EXTRACTED ENTRIES
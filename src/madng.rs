//! Reader and writer for MAD-NG turn-by-turn tracking output (TFS format).
//!
//! Every table row holds one observation point for one particle and one
//! turn, with lower-case `x`/`y` columns and 1-based `turn` and `id`
//! counters. Values of one particle and plane reshape column-major into the
//! observation point x turn matrix.

use std::path::Path;

use ndarray::Array2;
use time::format_description::FormatItem;
use time::macros::format_description;
use time::OffsetDateTime;

use super::error::TbtError;
use super::lhc::shared_monitor_names;
use super::structures::{BpmMatrix, BunchMatrices, Meta, TbtData, TransverseData};
use super::tfs::{self, TfsData, TfsTable, TfsValue};

const NAME: &str = "name";
const TURN: &str = "turn";
const PARTICLE_ID: &str = "id";

const HEADER_NAME: &str = "name";
const ORIGIN: &str = "origin";
const DATE: &str = "date";
const TIME: &str = "time";
const REFCOL: &str = "refcol";
const DATE_FORMAT: &[FormatItem<'static>] = format_description!("[day]/[month]/[year]");
const TIME_FORMAT: &[FormatItem<'static>] = format_description!("[hour]:[minute]:[second]");

/// Read a MAD-NG TFS file.
pub fn read_tbt(path: &Path) -> Result<TbtData, TbtError> {
    log::debug!("reading MAD-NG file {}", path.display());
    let table = tfs::read_tfs_file(path)?;
    let mut tbt = from_table(&table)?;
    tbt.meta.file = Some(path.to_path_buf());
    Ok(tbt)
}

/// Build a measurement from an in-memory MAD-NG table.
pub fn from_table(table: &TfsTable) -> Result<TbtData, TbtError> {
    let names = text_column(table, NAME)?;
    let x = number_column(table, "x")?;
    let y = number_column(table, "y")?;
    let turns = integer_column(table, TURN)?;
    let ids = integer_column(table, PARTICLE_ID)?;

    let nturns = *turns
        .last()
        .ok_or_else(|| TbtError::MalformedSource("table holds no data rows".into()))?
        as usize;
    // the particle count is the highest 1-based id, so ids must run
    // contiguously from 1; a sparse id set fails the row-count check below
    let npart = *ids.last().unwrap_or(&0) as usize;
    log::info!("number of turns: {nturns}, number of particles: {npart}");
    if nturns == 0 || npart == 0 {
        return Err(TbtError::MalformedSource(
            "turn and particle counters must be 1-based and positive".into(),
        ));
    }

    // order rows by particle, then turn, keeping the row order within a turn
    let mut order: Vec<usize> = (0..names.len()).collect();
    order.sort_by_key(|&row| (ids[row], turns[row]));

    let first_key = (ids[order[0]], turns[order[0]]);
    let observe_points: Vec<String> = order
        .iter()
        .take_while(|&&row| (ids[row], turns[row]) == first_key)
        .map(|&row| names[row].clone())
        .collect();
    let nbpms = observe_points.len();

    if names.len() != nbpms * nturns * npart {
        return Err(TbtError::InconsistentShape(
            "the number of observed points is not consistent for all particles and turns, \
             the simulation may have lost particles"
                .into(),
        ));
    }

    let mut matrices = Vec::with_capacity(npart);
    for particle in 0..npart {
        let block = &order[particle * nbpms * nturns..(particle + 1) * nbpms * nturns];
        let plane = |values: &[f64]| -> Result<BpmMatrix, TbtError> {
            let mut data = Array2::zeros((nbpms, nturns));
            for turn in 0..nturns {
                for bpm in 0..nbpms {
                    data[[bpm, turn]] = values[block[turn * nbpms + bpm]];
                }
            }
            BpmMatrix::new(observe_points.clone(), data)
        };
        // no TrackingData here, MAD-NG does not provide the energy
        matrices.push(BunchMatrices::Transverse(TransverseData::new(
            plane(&x)?,
            plane(&y)?,
        )?));
    }

    let meta = Meta {
        source_format: Some("madng".to_string()),
        ..Meta::default()
    };
    TbtData::new(matrices, nturns, Some((0..npart).collect()), meta)
}

/// Write a measurement as a MAD-NG TFS file.
///
/// Rows are ordered by turn, then observation point, then particle, with
/// 1-based turn and particle counters.
pub fn write_tbt(path: &Path, data: &TbtData) -> Result<(), TbtError> {
    log::debug!("writing MAD-NG file {}", path.display());
    let table = to_table(data)?;
    tfs::write_tfs_file(path, &table)?;
    Ok(())
}

/// Build the MAD-NG table for a measurement.
pub fn to_table(data: &TbtData) -> Result<TfsTable, TbtError> {
    let monitors = shared_monitor_names(data)?;
    let nbpms = monitors.len();
    let nturns = data.nturns;
    let nrows = nbpms * nturns * data.nbunches();

    let mut names = Vec::with_capacity(nrows);
    let mut x = Vec::with_capacity(nrows);
    let mut y = Vec::with_capacity(nrows);
    let mut turns = Vec::with_capacity(nrows);
    let mut ids = Vec::with_capacity(nrows);
    for turn in 0..nturns {
        for (bpm, monitor) in monitors.iter().enumerate() {
            for (bunch, matrices) in data.matrices.iter().enumerate() {
                let field = |name: &str| -> Result<f64, TbtError> {
                    let table = matrices.field(name).ok_or_else(|| {
                        TbtError::InconsistentShape(format!("bunch {bunch} has no '{name}' field"))
                    })?;
                    Ok(table.data[[bpm, turn]])
                };
                names.push(monitor.clone());
                x.push(field("X")?);
                y.push(field("Y")?);
                turns.push(turn as i64 + 1);
                ids.push(data.bunch_ids[bunch] as i64 + 1);
            }
        }
    }

    let now = data.meta.date.unwrap_or_else(OffsetDateTime::now_utc);
    let stamp = |format: &[FormatItem<'_>]| {
        now.format(format)
            .map_err(|e| TbtError::MalformedSource(format!("cannot format date: {e}")))
    };
    Ok(TfsTable {
        headers: vec![
            (HEADER_NAME.to_string(), TfsValue::Text("TbtData".to_string())),
            (ORIGIN.to_string(), TfsValue::Text("turn_by_turn".to_string())),
            (DATE.to_string(), TfsValue::Text(stamp(DATE_FORMAT)?)),
            (TIME.to_string(), TfsValue::Text(stamp(TIME_FORMAT)?)),
            (REFCOL.to_string(), TfsValue::Text(NAME.to_string())),
        ],
        columns: vec![
            (NAME.to_string(), TfsData::Text(names)),
            ("x".to_string(), TfsData::Number(x)),
            ("y".to_string(), TfsData::Number(y)),
            (TURN.to_string(), TfsData::Integer(turns)),
            (PARTICLE_ID.to_string(), TfsData::Integer(ids)),
        ],
    })
}

fn text_column(table: &TfsTable, name: &str) -> Result<Vec<String>, TbtError> {
    match table.column(name) {
        Some(TfsData::Text(values)) => Ok(values.clone()),
        _ => Err(missing_column(name)),
    }
}

fn number_column(table: &TfsTable, name: &str) -> Result<Vec<f64>, TbtError> {
    match table.column(name) {
        Some(TfsData::Number(values)) => Ok(values.clone()),
        Some(TfsData::Integer(values)) => Ok(values.iter().map(|&v| v as f64).collect()),
        _ => Err(missing_column(name)),
    }
}

fn integer_column(table: &TfsTable, name: &str) -> Result<Vec<i64>, TbtError> {
    match table.column(name) {
        Some(TfsData::Integer(values)) => Ok(values.clone()),
        Some(TfsData::Number(values)) => Ok(values.iter().map(|&v| v as i64).collect()),
        _ => Err(missing_column(name)),
    }
}

fn missing_column(name: &str) -> TbtError {
    TbtError::MalformedSource(format!("required table column '{name}' is absent or mistyped"))
}

#[cfg(test)]
mod tests {
    use super::*;

    fn measurement(nbunches: usize, nturns: usize) -> TbtData {
        let names: Vec<String> = ["BPM1", "BPM2", "BPM3"].iter().map(|s| s.to_string()).collect();
        let matrices = (0..nbunches)
            .map(|bunch| {
                let x = Array2::from_shape_fn((3, nturns), |(i, j)| {
                    (bunch * 100 + i * 10 + j) as f64 / 7.0
                });
                let y = x.mapv(|v| -v);
                BunchMatrices::Transverse(
                    TransverseData::new(
                        BpmMatrix::new(names.clone(), x).unwrap(),
                        BpmMatrix::new(names.clone(), y).unwrap(),
                    )
                    .unwrap(),
                )
            })
            .collect();
        TbtData::new(matrices, nturns, None, Meta::default()).unwrap()
    }

    #[test]
    fn file_round_trip() {
        let dir = tempfile::tempdir().unwrap();
        let path = dir.path().join("madng.tfs");
        let origin = measurement(2, 4);
        write_tbt(&path, &origin).unwrap();
        let read = read_tbt(&path).unwrap();
        assert_eq!(read.matrices, origin.matrices);
        assert_eq!(read.nturns, 4);
        assert_eq!(read.bunch_ids, vec![0, 1]);
    }

    #[test]
    fn table_round_trip_without_files() {
        let origin = measurement(1, 3);
        let table = to_table(&origin).unwrap();
        assert_eq!(table.n_rows(), 9);
        assert_eq!(
            table.header(HEADER_NAME),
            Some(&TfsValue::Text("TbtData".to_string()))
        );
        let rebuilt = from_table(&table).unwrap();
        assert_eq!(rebuilt.matrices, origin.matrices);
    }

    #[test]
    fn column_major_reshape_matches_row_layout() {
        // two monitors, two turns, one particle, x encodes (monitor, turn)
        let table = TfsTable {
            headers: Vec::new(),
            columns: vec![
                (
                    NAME.to_string(),
                    TfsData::Text(
                        ["A", "B", "A", "B"].iter().map(|s| s.to_string()).collect(),
                    ),
                ),
                ("x".to_string(), TfsData::Number(vec![11.0, 21.0, 12.0, 22.0])),
                ("y".to_string(), TfsData::Number(vec![0.0; 4])),
                (TURN.to_string(), TfsData::Integer(vec![1, 1, 2, 2])),
                (PARTICLE_ID.to_string(), TfsData::Integer(vec![1, 1, 1, 1])),
            ],
        };
        let tbt = from_table(&table).unwrap();
        let x = tbt.matrices[0].field("X").unwrap();
        assert_eq!(x.index, vec!["A".to_string(), "B".to_string()]);
        assert_eq!(x.data[[0, 1]], 12.0);
        assert_eq!(x.data[[1, 0]], 21.0);
    }

    #[test]
    fn sparse_bunch_ids_do_not_round_trip() {
        let mut origin = measurement(2, 3);
        origin.bunch_ids = vec![7, 11];
        let table = to_table(&origin).unwrap();
        // ids [7, 11] write as [8, 12], from which no contiguous particle
        // range can be rebuilt
        assert!(matches!(
            from_table(&table),
            Err(TbtError::InconsistentShape(_))
        ));
    }

    #[test]
    fn lost_particles_are_rejected() {
        let origin = measurement(2, 4);
        let mut table = to_table(&origin).unwrap();
        for (_, data) in &mut table.columns {
            match data {
                TfsData::Text(v) => {
                    v.pop();
                }
                TfsData::Number(v) => {
                    v.pop();
                }
                TfsData::Integer(v) => {
                    v.pop();
                }
            }
        }
        assert!(matches!(
            from_table(&table),
            Err(TbtError::InconsistentShape(_))
        ));
    }
}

ASSIGNMENT
Gather all lines with the string "return" from the data.

WRITTEN SOLUTION
        return Err(TbtError::MalformedSource(
        return Err(TbtError::InconsistentShape(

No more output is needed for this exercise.